**WORK REQUEST**
Exactness is required. Restate every entry as written.
-- RAW DATA follows --
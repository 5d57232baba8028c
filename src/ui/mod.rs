//! Terminal user interface built on [ratatui](https://github.com/ratatui-org/ratatui).
//!
//! The UI is organized into four layers:
//!
//! - **[`app`]**: application state, keyboard event loop, input prompts
//! - **[`view`]**: [`HeapView`], the [`StepRenderer`] that turns replayed steps
//!   into highlight/sorted state
//! - **[`panes`]**: stateless render functions for each visible pane (tree,
//!   array, stats, status bar)
//! - **[`theme`]**: centralized color palette used by all panes
//!
//! The entry point for consumers is [`App`]: construct it with a [`Session`] and
//! call [`App::run`] to start the event loop.
//!
//! [`StepRenderer`]: crate::playback::StepRenderer
//! [`Session`]: crate::session::Session
//! [`App::run`]: app::App::run

pub mod app;
pub mod panes;
pub mod theme;
pub mod view;

pub use app::App;
pub use view::{CellState, HeapView};
// Presentation seam for playback

use crate::heap::AnimationStep;

/// Receives the steps visited by a [`PlaybackController`].
///
/// A step carries everything needed to redraw: kind, heap snapshot, relevant
/// indices, logical size, counters and message.
///
/// [`PlaybackController`]: super::PlaybackController
pub trait StepRenderer {
    /// Draw `step`, which sits at `position` in the trace
    fn render(&mut self, position: usize, step: &AnimationStep);

    /// Playback reached the end of the trace; the last rendered state stays up.
    /// `mark_all_sorted` is set when the trace ended with `sort_complete`.
    fn finish(&mut self, mark_all_sorted: bool);

    /// Drop all highlights and shown state
    fn clear(&mut self);
}
//! Replay of recorded heap traces
//!
//! Playback never runs algorithms itself. It walks a finished [`Trace`] with a
//! cursor and hands each visited step to a [`StepRenderer`].
//!
//! - [`controller`]: [`PlaybackController`], the cursor and play/pause state machine
//! - [`ticker`]: [`Ticker`], a single cancellable deadline driven by the caller's clock
//! - [`speed`]: [`Speed`], the clamped 1-10 pace setting and its tick delay
//! - [`renderer`]: the [`StepRenderer`] seam to the presentation layer
//! - [`constants`]: pacing constants
//!
//! [`Trace`]: crate::heap::Trace

pub mod constants;
pub mod controller;
pub mod renderer;
pub mod speed;
pub mod ticker;

pub use controller::{PlaybackController, PlaybackState};
pub use renderer::StepRenderer;
pub use speed::Speed;
pub use ticker::Ticker;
-- RAW DATA concluded --
**RESULT OF THIS EXERCISE**
repository 5d57232baba8028c
filename src/ui/mod.rs
//! Terminal user interface built on [ratatui](https://github.com/ratatui-org/ratatui).
//!
//! The UI is organized into four layers:
//!
//! - **[`app`]**: application state, keyboard event loop, input prompts
//! - **[`view`]**: [`HeapView`], the [`StepRenderer`] that turns replayed steps
//!   into highlight/sorted state
//! - **[`panes`]**: stateless render functions for each visible pane (tree,
//!   array, stats, status bar)
//! - **[`theme`]**: centralized color palette used by all panes
//!
//! The entry point for consumers is [`App`]: construct it with a [`Session`] and
//! call [`App::run`] to start the event loop.
//!
//! [`StepRenderer`]: crate::playback::StepRenderer
//! [`Session`]: crate::session::Session
//! [`App::run`]: app::App::run

pub mod app;
pub mod panes;
pub mod theme;
pub mod view;

pub use app::App;
pub use view::{CellState, HeapView};
// Presentation seam for playback

use crate::heap::AnimationStep;

/// Receives the steps visited by a [`PlaybackController`].
///
/// A step carries everything needed to redraw: kind, heap snapshot, relevant
/// indices, logical size, counters and message.
///
/// [`PlaybackController`]: super::PlaybackController
pub trait StepRenderer {
    /// Draw `step`, which sits at `position` in the trace
    fn render(&mut self, position: usize, step: &AnimationStep);

    /// Playback reached the end of the trace; the last rendered state stays up.
    /// `mark_all_sorted` is set when the trace ended with `sort_complete`.
    fn finish(&mut self, mark_all_sorted: bool);

    /// Drop all highlights and shown state
    fn clear(&mut self);
}
//! Replay of recorded heap traces
//!
//! Playback never runs algorithms itself. It walks a finished [`Trace`] with a
//! cursor and hands each visited step to a [`StepRenderer`].
//!
//! - [`controller`]: [`PlaybackController`], the cursor and play/pause state machine
//! - [`ticker`]: [`Ticker`], a single cancellable deadline driven by the caller's clock
//! - [`speed`]: [`Speed`], the clamped 1-10 pace setting and its tick delay
//! - [`renderer`]: the [`StepRenderer`] seam to the presentation layer
//! - [`constants`]: pacing constants
//!
//! [`Trace`]: crate::heap::Trace

pub mod constants;
pub mod controller;
pub mod renderer;
pub mod speed;
pub mod ticker;

pub use controller::{PlaybackController, PlaybackState};
pub use renderer::StepRenderer;
pub use speed::Speed;
pub use ticker::Ticker;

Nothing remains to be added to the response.